Tom Cruise will save the world from aliens - not on the big screen but in real life.

His day job as an actor pales next to the billion-year contract of service he signed with the Church of Scientology, according to a bombshell new book, "Going Clear: Scientology, Hollywood & The Prison of Belief." New Yorker writer Lawrence Wright details Cruise's demigod status within the church, as well as the group's ultimate purpose - protect humanity from aliens living in our bodies, who are bent on destroying us and ultimately the planet.

Cruise was introduced to the religion when he was 23 years old by his then-girlfriend, actress Mimi Rogers. Seven years his senior, Rogers was an avowed member of Scientology; they married in 1987. Cruise was quickly intrigued, but he kept his initial participation low-profile. He began undergoing "auditing" - a process in which church members are queried about every aspect of their lives - under his given name, Thomas Mapother IV.

It took several years for church leaders to realize that for all of their celebrity acolytes - including John Travolta, Priscilla Presley, Kirstie Alley, Kelly Preston and Sonny Bono - they had a true superstar at their disposal.

Cruise would later come to believe that in the hierarchy of Scientology, he was No. 3, behind only the founder, the late L. Ron Hubbard (known as LRH) and No. 2 David Miscavige, who goes by COB, for Chairman of the Board of the Religious Technology Center.

Or, as Cruise would later scold a Scientologist girlfriend who had suffered through severe menstrual pain during dinner with Miscavige and therefore shown disrespect to both men: "You don't get it. It goes like this. First, there's LRH." Cruise had raised his hand in the air and lowered it as he counted. "Then, there's COB. Then there's me."

That girlfriend, Naz Boniadi, was auditioned as a possible wife before Katie Holmes. After that incident, she never saw Cruise again. According to the book, her punishment for failure would include the cleaning of public toilets using only a toothbrush (Scientology officials have denied this).

By his own account, Cruise was "a functional illiterate" by the time he graduated high school. He suffered from dyslexia and was also the product of a troubled, chaotic upbringing. He was born in upstate Syracuse but spent much of his childhood in Canada. He was just 12 years old when his mother woke up early one morning, grabbed Cruise and his three sisters and fled from Cruise's abusive father. They felt, he said, "like fugitives."

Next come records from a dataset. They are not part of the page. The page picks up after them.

//! Configuration management for the replica server.
//!
//! Loads the TOML configuration file, applies defaults for missing sections
//! and converts the result into the core library's configuration types.

use replica_core::{AllocatorConfig, CoreConfig, LoginConfig, SimulationConfig};
use serde::{Deserialize, Serialize};
use std::path::PathBuf;
use tracing::info;

fn default_server_name() -> String {
    "replica-01".to_string()
}
fn default_health_interval_secs() -> u64 {
    60
}
fn default_shutdown_timeout_secs() -> u64 {
    5
}
fn default_log_level() -> String {
    "info".to_string()
}

/// Application configuration loaded from TOML file.
#[derive(Debug, Clone, Default, PartialEq, Serialize, Deserialize)]
pub struct AppConfig {
    /// Process-level settings
    #[serde(default)]
    pub server: ServerSettings,
    /// Avatar movement tunables
    #[serde(default)]
    pub simulation: SimulationConfig,
    /// Object id range for spawned avatars
    #[serde(default)]
    pub allocator: AllocatorConfig,
    /// Accounts accepted by the built-in authenticator
    #[serde(default)]
    pub login: LoginConfig,
    /// Logging configuration settings
    #[serde(default)]
    pub logging: LoggingSettings,
}

/// Process-level settings.
#[derive(Debug, Clone, PartialEq, Serialize, Deserialize)]
pub struct ServerSettings {
    /// Name shown in the startup summary and health lines
    #[serde(default = "default_server_name")]
    pub name: String,
    /// Seconds between health reports (0 disables them)
    #[serde(default = "default_health_interval_secs")]
    pub health_interval_secs: u64,
    /// How long shutdown waits for the simulation loop to drain
    #[serde(default = "default_shutdown_timeout_secs")]
    pub shutdown_timeout_secs: u64,
}

impl Default for ServerSettings {
    fn default() -> Self {
        Self {
            name: default_server_name(),
            health_interval_secs: default_health_interval_secs(),
            shutdown_timeout_secs: default_shutdown_timeout_secs(),
        }
    }
}

/// Logging system configuration.
#[derive(Debug, Clone, PartialEq, Serialize, Deserialize)]
pub struct LoggingSettings {
    /// Log level filter (trace, debug, info, warn, error)
    #[serde(default = "default_log_level")]
    pub level: String,
    /// Whether to output logs in JSON format
    #[serde(default)]
    pub json_format: bool,
}

impl Default for LoggingSettings {
    fn default() -> Self {
        Self {
            level: default_log_level(),
            json_format: false,
        }
    }
}

impl AppConfig {
    /// Loads configuration from a TOML file.
    ///
    /// A missing file is created with the default configuration, which is
    /// then returned.
    pub async fn load_from_file(path: &PathBuf) -> Result<Self, Box<dyn std::error::Error>> {
        if path.exists() {
            let content = tokio::fs::read_to_string(path).await?;
            let config: AppConfig = toml::from_str(&content)?;
            Ok(config)
        } else {
            let default_config = AppConfig::default();
            let toml_content = toml::to_string_pretty(&default_config)?;
            tokio::fs::write(path, toml_content).await?;
            info!("Created default configuration file: {}", path.display());
            Ok(default_config)
        }
    }

    /// The part of the configuration the object server consumes.
    pub fn to_core_config(&self) -> CoreConfig {
        CoreConfig {
            simulation: self.simulation.clone(),
            allocator: self.allocator.clone(),
        }
    }

    pub fn validate(&self) -> Result<(), String> {
        if self.server.name.trim().is_empty() {
            return Err("Server name cannot be empty".to_string());
        }

        let valid_levels = ["trace", "debug", "info", "warn", "error"];
        if !valid_levels.contains(&self.logging.level.as_str()) {
            return Err(format!(
                "Invalid log level: {}. Must be one of: {valid_levels:?}",
                &self.logging.level
            ));
        }

        if self.login.accounts.iter().any(|account| account.username.is_empty()) {
            return Err("login.accounts entries need a username".to_string());
        }

        self.to_core_config().validate().map_err(|e| e.to_string())
    }
}

#[cfg(test)]
mod tests {
    use super::*;
    use tempfile::{tempdir, NamedTempFile};

    #[test]
    fn test_app_config_default() {
        let config = AppConfig::default();
        assert_eq!(config.server.name, "replica-01");
        assert_eq!(config.server.health_interval_secs, 60);
        assert_eq!(config.logging.level, "info");
        assert!(!config.logging.json_format);
        assert_eq!(config.simulation.tick_rate_hz, 20);
        assert_eq!(config.login.accounts.len(), 1);
        assert!(config.validate().is_ok());
    }

    #[tokio::test]
    async fn test_load_from_nonexistent_file() {
        let dir = tempdir().unwrap();
        let path = dir.path().join("replica.toml");

        let config = AppConfig::load_from_file(&path).await.unwrap();
        assert_eq!(config, AppConfig::default());
        assert!(path.exists());

        // The written file loads back to the same configuration
        let reloaded = AppConfig::load_from_file(&path).await.unwrap();
        assert_eq!(reloaded, config);
    }

    #[tokio::test]
    async fn test_load_from_existing_file() {
        let temp_file = NamedTempFile::new().unwrap();
        let toml_content = r#"
[server]
name = "arena-east"

[simulation]
tick_rate_hz = 30
arena_bound = 25.0

[allocator]
min_id = 5000
max_id = 5999

[[login.accounts]]
username = "alice"
password = "hunter2"

[logging]
level = "debug"
json_format = true
"#;
        tokio::fs::write(temp_file.path(), toml_content).await.unwrap();

        let config = AppConfig::load_from_file(&temp_file.path().to_path_buf()).await.unwrap();
        assert_eq!(config.server.name, "arena-east");
        assert_eq!(config.server.health_interval_secs, 60);
        assert_eq!(config.simulation.tick_rate_hz, 30);
        assert_eq!(config.simulation.arena_bound, 25.0);
        assert_eq!(config.simulation.move_speed, 3.0);
        assert_eq!(config.allocator.min_id, 5000);
        assert_eq!(config.login.accounts[0].username, "alice");
        assert_eq!(config.logging.level, "debug");
        assert!(config.logging.json_format);
        assert!(config.validate().is_ok());
    }

    #[tokio::test]
    async fn test_load_rejects_malformed_file() {
        let temp_file = NamedTempFile::new().unwrap();
        tokio::fs::write(temp_file.path(), "[simulation\ntick_rate_hz = ").await.unwrap();
        assert!(AppConfig::load_from_file(&temp_file.path().to_path_buf()).await.is_err());
    }

    #[test]
    fn test_validation_invalid_log_level() {
        let mut config = AppConfig::default();
        config.logging.level = "loud".to_string();
        let result = config.validate();
        assert!(result.unwrap_err().contains("Invalid log level"));
    }

    #[test]
    fn test_validation_valid_log_levels() {
        for level in ["trace", "debug", "info", "warn", "error"] {
            let mut config = AppConfig::default();
            config.logging.level = level.to_string();
            assert!(config.validate().is_ok(), "level {level} should be accepted");
        }
    }

    #[test]
    fn test_validation_delegates_to_core() {
        let mut config = AppConfig::default();
        config.simulation.tick_rate_hz = 0;
        assert!(config.validate().unwrap_err().contains("tick_rate_hz"));

        let mut config = AppConfig::default();
        config.allocator = AllocatorConfig { min_id: 10, max_id: 1 };
        assert!(config.validate().unwrap_err().contains("allocator"));
    }

    #[test]
    fn test_validation_rejects_blank_names() {
        let mut config = AppConfig::default();
        config.server.name = "  ".to_string();
        assert!(config.validate().is_err());

        let mut config = AppConfig::default();
        config.login.accounts[0].username.clear();
        assert!(config.validate().is_err());
    }

    #[test]
    fn test_to_core_config() {
        let mut config = AppConfig::default();
        config.simulation.tick_rate_hz = 50;
        config.allocator.max_id = 100_010;

        let core = config.to_core_config();
        assert_eq!(core.simulation.tick_rate_hz, 50);
        assert_eq!(core.allocator.max_id, 100_010);
    }
}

They relocated to Glen Ridge, NJ, and after eking his way through high school, Cruise pursued his two main interests: spirituality and acting. Raised Catholic, he seriously considered becoming a priest, but as his nascent career took off he lost interest. Two roles would put him over the top: the lead role in 1983's "Risky Business," and the iconic part that would turn him into a global superstar: that of Maverick in "Top Gun." The movie grossed nearly $350 million worldwide.

It was church leader Miscavige who took it upon himself to ensure that Cruise became a true believer, a stalwart who could spread the message.

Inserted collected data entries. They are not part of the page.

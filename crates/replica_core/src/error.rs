//! Error types for the replication core.
//!
//! Invariant violations inside the registry and the session controller are
//! programming errors and are returned loudly; client input violations carry
//! the eject code the offending channel is disconnected with.

use crate::types::{
    ChannelId, InterestId, ObjectId, Watcher, EJECT_BAD_CREDENTIALS, EJECT_RULES_VIOLATION,
    EJECT_SERVER_NOT_READY,
};
use crate::view::Role;

/// Object registry invariant violations.
#[derive(Debug, Clone, PartialEq, thiserror::Error)]
pub enum RegistryError {
    /// A view of the same role and scope already exists for this object
    #[error("Object {object_id} already has a {role:?} view in this scope")]
    DuplicateObject { object_id: ObjectId, role: Role },

    /// A second authoritative view was requested for an object
    #[error("Object {object_id} already has an authoritative view")]
    AuthoritativeExists { object_id: ObjectId },

    #[error("Object {0} has no view in this process")]
    UnknownObject(ObjectId),

    #[error("Object {0} is not authoritative in this process")]
    NotAuthoritative(ObjectId),
}

/// Session and ownership invariant violations.
#[derive(Debug, Clone, PartialEq, thiserror::Error)]
pub enum SessionError {
    /// One avatar per connection
    #[error("{channel} is already bound to session object {object_id}")]
    AlreadyBound { channel: ChannelId, object_id: ObjectId },

    #[error("{0} is not connected")]
    UnknownChannel(ChannelId),

    #[error("{0} is already connected")]
    ChannelExists(ChannelId),

    #[error("{0} has not been established")]
    NotEstablished(ChannelId),

    #[error("{0} is already established")]
    AlreadyEstablished(ChannelId),

    #[error("{0} has no session object")]
    NoSessionObject(ChannelId),
}

/// Out-of-range movement input from a client.
#[derive(Debug, Clone, Copy, PartialEq, thiserror::Error)]
#[error("Movement intent out of range (heading: {heading}, speed: {speed})")]
pub struct RulesViolation {
    pub heading: f64,
    pub speed: f64,
}

impl RulesViolation {
    pub fn eject_code(&self) -> u16 {
        EJECT_RULES_VIOLATION
    }

    pub fn eject_message(&self) -> String {
        "Movement intent out of range".to_string()
    }
}

/// Reasons a login is refused. Each cause maps to its own eject code so the
/// client can tell "try again" apart from "server not ready".
#[derive(Debug, Clone, PartialEq, Eq, thiserror::Error)]
pub enum AuthenticationRejected {
    #[error("Bad credentials")]
    BadCredentials,

    #[error("Server isn't ready for authentication.")]
    ServerNotReady,

    /// Rejection with a code chosen by a pluggable authenticator
    #[error("{message}")]
    Custom { code: u16, message: String },
}

impl AuthenticationRejected {
    pub fn eject_code(&self) -> u16 {
        match self {
            AuthenticationRejected::BadCredentials => EJECT_BAD_CREDENTIALS,
            AuthenticationRejected::ServerNotReady => EJECT_SERVER_NOT_READY,
            AuthenticationRejected::Custom { code, .. } => *code,
        }
    }

    pub fn eject_message(&self) -> String {
        self.to_string()
    }
}

/// Interest manager lookups. `InterestNotFound` is a no-op for callers.
#[derive(Debug, Clone, PartialEq, thiserror::Error)]
pub enum InterestError {
    #[error("{watcher} has no {interest_id}")]
    InterestNotFound { watcher: Watcher, interest_id: InterestId },
}

#[derive(Debug, Clone, PartialEq, thiserror::Error)]
pub enum AllocatorError {
    #[error("Object id range exhausted")]
    Exhausted,
}

#[derive(Debug, Clone, PartialEq, thiserror::Error)]
pub enum SchedulerError {
    #[error("Object {0} already has a tick task")]
    AlreadyRegistered(ObjectId),
}

/// Umbrella error returned by the process-level server operations.
#[derive(Debug, Clone, PartialEq, thiserror::Error)]
pub enum ServerError {
    #[error(transparent)]
    Registry(#[from] RegistryError),

    #[error(transparent)]
    Session(#[from] SessionError),

    #[error(transparent)]
    RulesViolation(#[from] RulesViolation),

    #[error(transparent)]
    AuthenticationRejected(#[from] AuthenticationRejected),

    #[error(transparent)]
    Allocator(#[from] AllocatorError),

    #[error(transparent)]
    Scheduler(#[from] SchedulerError),

    /// Configuration rejected by `validate()`
    #[error("Invalid configuration: {0}")]
    Config(String),
}
//! Process-level object server and its inbound operations.

pub mod core;
mod handlers;
mod state;

pub use core::{ObjectServer, ObjectServerBuilder, ServerStats, ViewInfo};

The sickly son of a salesman, Miscavige had grown up in a New Jersey suburb, and it was his father, Ron, who sought the help of Scientology in treating David's asthma. The treatments failed, but David was an eager student, and by the age of 12 was known as "the Wonder Kid."

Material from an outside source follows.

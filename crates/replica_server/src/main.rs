#[tokio::main]
async fn main() -> Result<(), Box<dyn std::error::Error>> {
    lib_replica::init().await
}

Miscavige dropped out of high school in his sophomore year. According to the book, he was "sickened by the declining moral situation in schools illustrated by rampant drug use," and devoted himself to the church. His devotion did not go unnoticed, and he was tapped by L. Ron Hubbard himself as heir to church leadership. (Hubbard died in 1986.)

Miscavige's goal was mainstreaming Scientology, and Cruise was his best chance.

Cruise gave Miscavige an opening in late 1989, when Tom became obsessed with a young, relatively unknown actress named Nicole Kidman, whom he'd just cast in his next film, "Days of Thunder." There was just one thing: Cruise was still married to Mimi Rogers, and he needed to get rid of her, quickly and cleanly.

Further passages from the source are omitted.